• _About this exercise_
Work out how many lines in the data hold the word "interrupt", and reply with that number only.

Start of Block

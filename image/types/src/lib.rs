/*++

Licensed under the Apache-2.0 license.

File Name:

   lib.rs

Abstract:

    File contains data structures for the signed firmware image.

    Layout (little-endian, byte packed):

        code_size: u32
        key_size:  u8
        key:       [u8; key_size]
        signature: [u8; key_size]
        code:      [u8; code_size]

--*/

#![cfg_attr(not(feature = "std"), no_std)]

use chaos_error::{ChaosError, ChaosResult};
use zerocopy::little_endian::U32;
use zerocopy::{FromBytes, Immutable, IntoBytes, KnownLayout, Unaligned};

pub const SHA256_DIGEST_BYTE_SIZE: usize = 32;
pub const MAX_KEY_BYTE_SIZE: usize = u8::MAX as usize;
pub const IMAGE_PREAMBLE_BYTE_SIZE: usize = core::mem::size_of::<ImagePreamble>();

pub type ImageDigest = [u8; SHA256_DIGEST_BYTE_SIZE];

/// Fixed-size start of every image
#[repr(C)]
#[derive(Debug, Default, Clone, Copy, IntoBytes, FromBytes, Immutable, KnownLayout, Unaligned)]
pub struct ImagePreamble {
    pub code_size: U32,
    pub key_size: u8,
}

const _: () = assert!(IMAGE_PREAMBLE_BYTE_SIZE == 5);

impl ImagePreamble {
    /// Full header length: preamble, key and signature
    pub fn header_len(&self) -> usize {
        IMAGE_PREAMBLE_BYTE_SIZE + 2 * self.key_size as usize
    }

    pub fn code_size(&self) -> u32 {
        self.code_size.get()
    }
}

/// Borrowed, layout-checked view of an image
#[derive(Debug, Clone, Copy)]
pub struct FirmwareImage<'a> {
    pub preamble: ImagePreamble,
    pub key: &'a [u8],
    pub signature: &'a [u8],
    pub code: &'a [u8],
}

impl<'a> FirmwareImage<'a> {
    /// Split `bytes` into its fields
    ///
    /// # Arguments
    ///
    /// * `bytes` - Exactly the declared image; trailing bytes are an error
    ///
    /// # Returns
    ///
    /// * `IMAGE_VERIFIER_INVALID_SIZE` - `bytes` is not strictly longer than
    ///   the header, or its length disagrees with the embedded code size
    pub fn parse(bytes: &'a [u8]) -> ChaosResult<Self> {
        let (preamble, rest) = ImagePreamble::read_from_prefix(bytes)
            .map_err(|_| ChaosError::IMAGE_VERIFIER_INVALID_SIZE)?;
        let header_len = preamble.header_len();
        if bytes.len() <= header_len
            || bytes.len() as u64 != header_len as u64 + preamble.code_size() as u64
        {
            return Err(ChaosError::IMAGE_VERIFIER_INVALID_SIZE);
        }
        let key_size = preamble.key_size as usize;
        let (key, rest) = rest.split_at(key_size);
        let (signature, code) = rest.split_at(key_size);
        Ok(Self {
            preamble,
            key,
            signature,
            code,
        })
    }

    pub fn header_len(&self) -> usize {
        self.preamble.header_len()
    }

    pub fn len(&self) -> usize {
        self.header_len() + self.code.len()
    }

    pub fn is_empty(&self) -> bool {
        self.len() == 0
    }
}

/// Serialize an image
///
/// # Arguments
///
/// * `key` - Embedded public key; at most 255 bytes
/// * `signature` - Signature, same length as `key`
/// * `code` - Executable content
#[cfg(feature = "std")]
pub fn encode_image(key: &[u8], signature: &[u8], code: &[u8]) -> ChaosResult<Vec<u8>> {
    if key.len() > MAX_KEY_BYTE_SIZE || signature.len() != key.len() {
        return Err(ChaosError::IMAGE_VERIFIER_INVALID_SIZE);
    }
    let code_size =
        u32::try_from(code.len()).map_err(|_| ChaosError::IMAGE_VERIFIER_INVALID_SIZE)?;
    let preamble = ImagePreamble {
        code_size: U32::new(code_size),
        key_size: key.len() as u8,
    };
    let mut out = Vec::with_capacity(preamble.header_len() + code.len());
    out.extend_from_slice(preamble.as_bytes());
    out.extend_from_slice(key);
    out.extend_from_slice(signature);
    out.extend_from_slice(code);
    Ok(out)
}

End of Block
Start of Block

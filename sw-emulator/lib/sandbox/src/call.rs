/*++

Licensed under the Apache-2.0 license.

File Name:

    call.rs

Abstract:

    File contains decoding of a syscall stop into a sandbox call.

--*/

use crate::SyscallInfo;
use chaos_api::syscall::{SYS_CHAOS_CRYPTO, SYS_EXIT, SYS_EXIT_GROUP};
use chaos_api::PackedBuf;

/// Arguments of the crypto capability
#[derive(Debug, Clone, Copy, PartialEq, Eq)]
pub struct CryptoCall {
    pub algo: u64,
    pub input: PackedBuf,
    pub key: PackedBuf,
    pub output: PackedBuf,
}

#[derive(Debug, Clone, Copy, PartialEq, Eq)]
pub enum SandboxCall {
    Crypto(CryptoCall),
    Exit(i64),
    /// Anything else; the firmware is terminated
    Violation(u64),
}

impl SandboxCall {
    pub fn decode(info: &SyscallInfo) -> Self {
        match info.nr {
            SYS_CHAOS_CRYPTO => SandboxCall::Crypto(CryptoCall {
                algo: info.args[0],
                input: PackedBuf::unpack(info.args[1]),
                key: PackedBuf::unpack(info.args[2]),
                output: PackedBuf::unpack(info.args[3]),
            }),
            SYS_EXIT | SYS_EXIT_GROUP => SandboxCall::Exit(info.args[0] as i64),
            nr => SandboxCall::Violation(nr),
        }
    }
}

End of Block
Start of Block

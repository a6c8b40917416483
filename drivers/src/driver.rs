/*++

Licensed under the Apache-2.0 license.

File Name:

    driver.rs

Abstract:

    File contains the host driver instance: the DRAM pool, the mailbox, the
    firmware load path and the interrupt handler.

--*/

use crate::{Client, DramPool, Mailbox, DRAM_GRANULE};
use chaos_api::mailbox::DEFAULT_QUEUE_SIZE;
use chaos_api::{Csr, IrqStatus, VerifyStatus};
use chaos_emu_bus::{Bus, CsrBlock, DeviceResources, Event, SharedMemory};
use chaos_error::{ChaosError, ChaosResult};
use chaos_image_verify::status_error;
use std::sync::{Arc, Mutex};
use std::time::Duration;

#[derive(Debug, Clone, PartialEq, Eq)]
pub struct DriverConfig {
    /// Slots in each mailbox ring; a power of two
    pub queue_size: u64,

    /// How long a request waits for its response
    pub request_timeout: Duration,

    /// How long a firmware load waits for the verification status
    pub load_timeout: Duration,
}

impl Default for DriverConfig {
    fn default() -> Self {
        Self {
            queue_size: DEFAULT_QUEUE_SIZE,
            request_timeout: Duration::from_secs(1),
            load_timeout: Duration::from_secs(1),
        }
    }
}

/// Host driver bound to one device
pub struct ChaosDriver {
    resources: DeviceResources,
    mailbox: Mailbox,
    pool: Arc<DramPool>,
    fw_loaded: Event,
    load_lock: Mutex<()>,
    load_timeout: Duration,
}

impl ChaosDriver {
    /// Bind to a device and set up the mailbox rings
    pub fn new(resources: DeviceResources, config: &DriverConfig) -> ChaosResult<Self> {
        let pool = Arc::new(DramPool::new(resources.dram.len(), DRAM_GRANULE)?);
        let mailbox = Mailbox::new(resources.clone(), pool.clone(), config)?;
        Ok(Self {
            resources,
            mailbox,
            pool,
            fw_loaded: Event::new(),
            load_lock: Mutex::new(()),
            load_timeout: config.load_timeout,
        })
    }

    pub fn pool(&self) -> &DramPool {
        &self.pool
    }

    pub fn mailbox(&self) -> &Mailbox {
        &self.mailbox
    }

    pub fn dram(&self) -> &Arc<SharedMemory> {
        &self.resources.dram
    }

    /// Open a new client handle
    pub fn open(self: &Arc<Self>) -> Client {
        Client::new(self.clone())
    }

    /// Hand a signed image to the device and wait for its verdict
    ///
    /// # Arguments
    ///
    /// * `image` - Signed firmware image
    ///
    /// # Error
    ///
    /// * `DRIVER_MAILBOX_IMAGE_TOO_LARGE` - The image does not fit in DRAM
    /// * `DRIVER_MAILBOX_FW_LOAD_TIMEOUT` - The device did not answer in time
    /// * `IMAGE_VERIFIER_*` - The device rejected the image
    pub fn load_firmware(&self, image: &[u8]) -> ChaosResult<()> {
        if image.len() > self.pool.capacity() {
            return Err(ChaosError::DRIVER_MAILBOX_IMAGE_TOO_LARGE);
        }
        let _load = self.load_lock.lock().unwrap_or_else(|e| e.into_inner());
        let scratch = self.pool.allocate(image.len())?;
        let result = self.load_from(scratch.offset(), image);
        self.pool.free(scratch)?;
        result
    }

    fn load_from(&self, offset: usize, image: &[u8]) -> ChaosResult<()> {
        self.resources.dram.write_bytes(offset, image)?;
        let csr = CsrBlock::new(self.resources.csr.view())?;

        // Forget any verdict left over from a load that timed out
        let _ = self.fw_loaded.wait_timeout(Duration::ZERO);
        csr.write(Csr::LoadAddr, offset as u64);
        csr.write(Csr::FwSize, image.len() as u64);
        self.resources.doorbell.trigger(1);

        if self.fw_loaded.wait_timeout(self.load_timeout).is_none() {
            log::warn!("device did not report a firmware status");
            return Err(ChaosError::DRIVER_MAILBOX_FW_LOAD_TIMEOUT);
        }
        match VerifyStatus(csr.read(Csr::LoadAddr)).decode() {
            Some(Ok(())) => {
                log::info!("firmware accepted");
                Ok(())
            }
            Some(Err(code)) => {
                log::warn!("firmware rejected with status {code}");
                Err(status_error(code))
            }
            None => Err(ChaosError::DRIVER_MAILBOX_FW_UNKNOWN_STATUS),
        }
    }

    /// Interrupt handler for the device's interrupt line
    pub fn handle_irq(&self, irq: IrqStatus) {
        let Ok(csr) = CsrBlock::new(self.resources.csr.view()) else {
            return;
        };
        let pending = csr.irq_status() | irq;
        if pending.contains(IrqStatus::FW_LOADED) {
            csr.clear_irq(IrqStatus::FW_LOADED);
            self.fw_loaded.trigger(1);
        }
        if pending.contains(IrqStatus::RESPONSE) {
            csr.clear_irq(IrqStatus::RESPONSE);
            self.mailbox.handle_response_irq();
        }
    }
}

End of Block

• _Written response_
2